At the other end of the abstraction spectrum are packages that provide more concrete, specialist elements such as the material handling templates provided by AutoMod
. This type of system does not handle abstraction well and almost requires a high-level of detail. Alas, if there are no templates that do what you want, then you must shoe-horn those provided into the behavior that you seek.
In either case, if your simulation weapon of choice does not easily represent the systems that you are trying to model, at the level-of-detail that you require, then it becomes all too tempting - and convenient - to skimp on the detail. This happens in practice far more than most simulation modeler's may care to admit.
But there's also a more general reluctance to tackle highly detailed simulations at all! This brings me to reason number 2. The KISS principle has been (mis-)applied to such an extent that you can see novice and experienced simulators alike visibly reel when confronted with a detailed simulation. Academics seems to be particularly affronted.
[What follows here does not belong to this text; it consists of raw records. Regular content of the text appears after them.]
//! Configuration for the event manager facade.

use std::time::Duration;

use sonos_discovery::DiscoveryConfig;
use sonos_stream::StreamConfig;

use crate::error::{EventManagerError, Result};

/// Configuration for [`SonosEventManager`](crate::SonosEventManager)
#[derive(Debug, Clone)]
pub struct ManagerConfig {
    /// SSDP probing and description resolution
    pub discovery: DiscoveryConfig,

    /// Callback listener and GENA subscriptions
    pub stream: StreamConfig,

    /// Time between SSDP searches. The first search runs at startup.
    /// Default: 60 seconds
    pub search_interval: Duration,

    /// Subscribe to every newly discovered ZonePlayer
    /// Default: true
    pub auto_subscribe: bool,

    /// Only auto-subscribe players that have a media renderer sub-device
    /// Default: true
    pub media_renderers_only: bool,
}

impl Default for ManagerConfig {
    fn default() -> Self {
        Self {
            discovery: DiscoveryConfig::default(),
            stream: StreamConfig::default(),
            search_interval: Duration::from_secs(60),
            auto_subscribe: true,
            media_renderers_only: true,
        }
    }
}

impl ManagerConfig {
    pub fn new() -> Self {
        Self::default()
    }

    pub fn validate(&self) -> Result<()> {
        self.discovery.validate()?;
        self.stream.validate()?;

        if self.search_interval.is_zero() {
            return Err(EventManagerError::Configuration(
                "Search interval must be greater than 0".to_string(),
            ));
        }

        Ok(())
    }

    pub fn with_discovery(mut self, discovery: DiscoveryConfig) -> Self {
        self.discovery = discovery;
        self
    }

    pub fn with_stream(mut self, stream: StreamConfig) -> Self {
        self.stream = stream;
        self
    }

    pub fn with_search_interval(mut self, interval: Duration) -> Self {
        self.search_interval = interval;
        self
    }

    pub fn with_auto_subscribe(mut self, enabled: bool) -> Self {
        self.auto_subscribe = enabled;
        self
    }

    pub fn with_media_renderers_only(mut self, enabled: bool) -> Self {
        self.media_renderers_only = enabled;
        self
    }
}

#[cfg(test)]
mod tests {
    use super::*;

    #[test]
    fn test_defaults_are_valid() {
        let config = ManagerConfig::default();
        assert_eq!(config.search_interval, Duration::from_secs(60));
        assert!(config.auto_subscribe);
        assert!(config.media_renderers_only);
        assert!(config.validate().is_ok());
    }

    #[test]
    fn test_validation_covers_nested_configs() {
        let config = ManagerConfig::new().with_search_interval(Duration::ZERO);
        assert!(matches!(config.validate(), Err(EventManagerError::Configuration(_))));

        let config = ManagerConfig::new().with_stream(StreamConfig::new().with_event_buffer_size(0));
        assert!(matches!(config.validate(), Err(EventManagerError::Configuration(_))));

        let config = ManagerConfig::new().with_discovery(DiscoveryConfig::new().with_stream_capacity(0));
        assert!(matches!(config.validate(), Err(EventManagerError::Configuration(_))));
    }
}
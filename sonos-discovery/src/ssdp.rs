//! SSDP (Simple Service Discovery Protocol) message handling.
//!
//! Builds the M-SEARCH request and parses the unicast replies devices send
//! back. Socket handling lives in the [`prober`](crate::prober) module.

use std::collections::HashMap;

use crate::description::host_url_from_location;
use crate::error::Result;

/// Build an M-SEARCH request.
///
/// `host` is the value of the `HOST` header, normally the multicast group.
pub fn build_msearch(search_target: &str, mx: u8, host: &str) -> String {
    format!(
        "M-SEARCH * HTTP/1.1\r\n\
         HOST: {host}\r\n\
         MAN: \"ssdp:discover\"\r\n\
         MX: {mx}\r\n\
         ST: {search_target}\r\n\
         \r\n"
    )
}

/// Headers of a single M-SEARCH reply.
///
/// Header names are matched case-insensitively.
#[derive(Debug, Clone, PartialEq)]
pub struct SearchResponse {
    headers: HashMap<String, String>,
}

impl SearchResponse {
    /// Parse a reply datagram.
    ///
    /// The status line is skipped and every following `Name: value` line is
    /// recorded, split at its first colon. Returns `None` unless both `USN`
    /// and `LOCATION` are present.
    pub fn parse(text: &str) -> Option<Self> {
        let headers: HashMap<String, String> = text
            .lines()
            .skip(1)
            .filter_map(|line| {
                let (name, value) = line.split_once(':')?;
                let name = name.trim();
                if name.is_empty() {
                    return None;
                }
                Some((name.to_ascii_uppercase(), value.trim().to_string()))
            })
            .collect();

        let response = Self { headers };
        match (response.usn(), response.location()) {
            (Some(usn), Some(location)) if !usn.is_empty() && !location.is_empty() => {
                Some(response)
            }
            _ => None,
        }
    }

    /// Value of a header, looked up case-insensitively.
    pub fn header(&self, name: &str) -> Option<&str> {
        self.headers
            .get(&name.to_ascii_uppercase())
            .map(String::as_str)
    }

    /// Unique service name, the deduplication key.
    pub fn usn(&self) -> Option<&str> {
        self.header("USN")
    }

    /// URL of the device description document.
    pub fn location(&self) -> Option<&str> {
        self.header("LOCATION")
    }

    /// Search target the device answered for.
    pub fn st(&self) -> Option<&str> {
        self.header("ST")
    }

    pub fn server(&self) -> Option<&str> {
        self.header("SERVER")
    }

    /// `host[:port]` of the description location.
    pub fn host_url(&self) -> Result<String> {
        host_url_from_location(self.location().unwrap_or_default())
    }
}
Whenever I've demonstrated such simulations at conferences, I frequently get comments like those below - often accompanied by a knowing smirk:
- But it will run too slowly!
- How much data did you require?
- How long did it take you to do all that?
- You have too much time on your hands, don't you?
It seems no-one ever asks "Was the simulation study successful?". That's what really
matters at the end of the day.
For my day job, I get to oversee simulation studies of material handling systems for, primarily, the automotive industry. I can tell you that I have seen just about every trick in the book.
One large simulation product vendor's consultants routinely offer low-detail, abstract simulation models whatever the requirements. As such, they tend to approve detailed conveyor layouts that do not, in fact, work. Could it be because their package cannot handle the detail? Surely not!
Actually, I could spend months giving examples of how low-detail, abstract simulations failed miserably in meeting their objectives, resulting in the installation and commissioning of poorly working conveyor systems. This practice gives simulation an extremely bad name!
Now, don't get me wrong. I am not advocating that all simulation models be intricate behemoths built with the elegant complexity of a swiss watch. Far from it! Keep it simple. As simple as possible. But no simpler!